■ **Exercise goal**
Could you please retype all of the entries exactly as they appear?

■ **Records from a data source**
-------------------------
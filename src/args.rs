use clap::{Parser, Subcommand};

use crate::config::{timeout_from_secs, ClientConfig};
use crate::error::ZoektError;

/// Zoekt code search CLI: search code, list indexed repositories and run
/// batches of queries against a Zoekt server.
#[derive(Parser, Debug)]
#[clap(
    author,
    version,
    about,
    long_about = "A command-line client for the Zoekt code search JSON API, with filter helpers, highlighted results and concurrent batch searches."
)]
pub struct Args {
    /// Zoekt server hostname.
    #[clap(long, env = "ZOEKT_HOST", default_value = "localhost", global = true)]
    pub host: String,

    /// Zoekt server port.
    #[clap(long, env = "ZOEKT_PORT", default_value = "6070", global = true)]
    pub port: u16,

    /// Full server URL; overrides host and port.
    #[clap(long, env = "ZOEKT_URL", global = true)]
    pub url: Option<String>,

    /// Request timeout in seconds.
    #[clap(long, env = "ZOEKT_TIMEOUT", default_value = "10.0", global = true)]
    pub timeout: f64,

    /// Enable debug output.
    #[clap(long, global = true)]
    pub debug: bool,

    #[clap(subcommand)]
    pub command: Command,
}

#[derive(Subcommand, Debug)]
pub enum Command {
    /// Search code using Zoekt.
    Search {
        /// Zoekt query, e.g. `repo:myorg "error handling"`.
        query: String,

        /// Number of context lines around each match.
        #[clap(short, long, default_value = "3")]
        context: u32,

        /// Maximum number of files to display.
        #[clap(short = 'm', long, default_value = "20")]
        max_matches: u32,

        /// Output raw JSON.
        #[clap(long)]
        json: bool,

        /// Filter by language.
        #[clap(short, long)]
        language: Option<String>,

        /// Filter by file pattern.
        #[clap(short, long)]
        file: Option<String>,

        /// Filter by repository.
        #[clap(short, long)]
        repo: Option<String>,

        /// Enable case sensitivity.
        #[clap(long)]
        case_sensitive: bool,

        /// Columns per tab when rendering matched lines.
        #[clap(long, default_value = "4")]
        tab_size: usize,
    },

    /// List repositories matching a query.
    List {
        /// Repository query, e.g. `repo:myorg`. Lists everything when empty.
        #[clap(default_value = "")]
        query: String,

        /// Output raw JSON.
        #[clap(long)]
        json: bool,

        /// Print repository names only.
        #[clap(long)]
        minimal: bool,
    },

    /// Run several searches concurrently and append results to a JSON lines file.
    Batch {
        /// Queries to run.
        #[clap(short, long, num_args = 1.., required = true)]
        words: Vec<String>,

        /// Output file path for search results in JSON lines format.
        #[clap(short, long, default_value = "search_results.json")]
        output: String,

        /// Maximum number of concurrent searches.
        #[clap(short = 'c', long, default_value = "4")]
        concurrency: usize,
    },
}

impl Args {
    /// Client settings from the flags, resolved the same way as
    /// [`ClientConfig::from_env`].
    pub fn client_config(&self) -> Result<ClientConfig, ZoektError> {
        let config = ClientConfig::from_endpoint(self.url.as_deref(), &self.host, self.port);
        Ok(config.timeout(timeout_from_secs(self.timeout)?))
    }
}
-------------------------
■ **Answer space**
filename src/args.rs
use clap::{Parser, Subcommand};

use crate::config::{timeout_from_secs, ClientConfig};
use crate::error::ZoektError;

/// Zoekt code search CLI: search code, list indexed repositories and run
/// batches of queries against a Zoekt server.
#[derive(Parser, Debug)]
#[clap(
    author,
    version,
    about,
    long_about = "A command-line client for the Zoekt code search JSON API, with filter helpers, highlighted results and concurrent batch searches."
)]
pub struct Args {
    /// Zoekt server hostname.
    #[clap(long, env = "ZOEKT_HOST", default_value = "localhost", global = true)]
    pub host: String,

    /// Zoekt server port.
    #[clap(long, env = "ZOEKT_PORT", default_value = "6070", global = true)]
    pub port: u16,

    /// Full server URL; overrides host and port.
    #[clap(long, env = "ZOEKT_URL", global = true)]
    pub url: Option<String>,

    /// Request timeout in seconds.
    #[clap(long, env = "ZOEKT_TIMEOUT", default_value = "10.0", global = true)]
    pub timeout: f64,

    /// Enable debug output.
    #[clap(long, global = true)]
    pub debug: bool,

    #[clap(subcommand)]
    pub command: Command,
}

#[derive(Subcommand, Debug)]
pub enum Command {
    /// Search code using Zoekt.
    Search {
        /// Zoekt query, e.g. `repo:myorg "error handling"`.
        query: String,

        /// Number of context lines around each match.
        #[clap(short, long, default_value = "3")]
        context: u32,

        /// Maximum number of files to display.
        #[clap(short = 'm', long, default_value = "20")]
        max_matches: u32,

        /// Output raw JSON.
        #[clap(long)]
        json: bool,

        /// Filter by language.
        #[clap(short, long)]
        language: Option<String>,

        /// Filter by file pattern.
        #[clap(short, long)]
        file: Option<String>,

        /// Filter by repository.
        #[clap(short, long)]
        repo: Option<String>,

        /// Enable case sensitivity.
        #[clap(long)]
        case_sensitive: bool,

        /// Columns per tab when rendering matched lines.
        #[clap(long, default_value = "4")]
        tab_size: usize,
    },

    /// List repositories matching a query.
    List {
        /// Repository query, e.g. `repo:myorg`. Lists everything when empty.
        #[clap(default_value = "")]
        query: String,

        /// Output raw JSON.
        #[clap(long)]
        json: bool,

        /// Print repository names only.
        #[clap(long)]
        minimal: bool,
    },

    /// Run several searches concurrently and append results to a JSON lines file.
    Batch {
        /// Queries to run.
        #[clap(short, long, num_args = 1.., required = true)]
        words: Vec<String>,

        /// Output file path for search results in JSON lines format.
        #[clap(short, long, default_value = "search_results.json")]
        output: String,

        /// Maximum number of concurrent searches.
        #[clap(short = 'c', long, default_value = "4")]
        concurrency: usize,
    },
}

impl Args {
    /// Client settings from the flags, resolved the same way as
    /// [`ClientConfig::from_env`].
    pub fn client_config(&self) -> Result<ClientConfig, ZoektError> {
        let config = ClientConfig::from_endpoint(self.url.as_deref(), &self.host, self.port);
        Ok(config.timeout(timeout_from_secs(self.timeout)?))
    }
}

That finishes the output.